▶ _What needs to be done_
Check each line of the material below for the word "SdkError". Say how many lines have it, and nothing else.

▶ _Source material_
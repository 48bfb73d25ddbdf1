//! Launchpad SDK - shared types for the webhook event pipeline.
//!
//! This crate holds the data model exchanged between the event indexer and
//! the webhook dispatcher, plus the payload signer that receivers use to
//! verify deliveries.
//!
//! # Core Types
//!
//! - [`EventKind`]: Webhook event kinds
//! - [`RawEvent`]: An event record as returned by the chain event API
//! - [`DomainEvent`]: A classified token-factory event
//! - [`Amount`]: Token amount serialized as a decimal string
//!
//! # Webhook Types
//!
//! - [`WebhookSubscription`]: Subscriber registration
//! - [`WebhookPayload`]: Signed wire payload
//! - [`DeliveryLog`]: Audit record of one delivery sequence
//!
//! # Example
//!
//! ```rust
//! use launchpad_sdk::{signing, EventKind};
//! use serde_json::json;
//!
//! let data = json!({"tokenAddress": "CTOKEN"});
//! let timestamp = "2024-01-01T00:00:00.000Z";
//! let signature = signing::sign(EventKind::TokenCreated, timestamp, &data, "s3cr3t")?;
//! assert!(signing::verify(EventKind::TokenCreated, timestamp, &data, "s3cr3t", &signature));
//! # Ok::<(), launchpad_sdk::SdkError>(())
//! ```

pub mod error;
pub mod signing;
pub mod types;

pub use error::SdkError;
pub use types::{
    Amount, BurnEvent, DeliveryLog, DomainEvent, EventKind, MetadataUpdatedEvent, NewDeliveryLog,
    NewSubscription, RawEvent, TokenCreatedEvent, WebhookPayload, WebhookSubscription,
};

▶ _Written answer_
2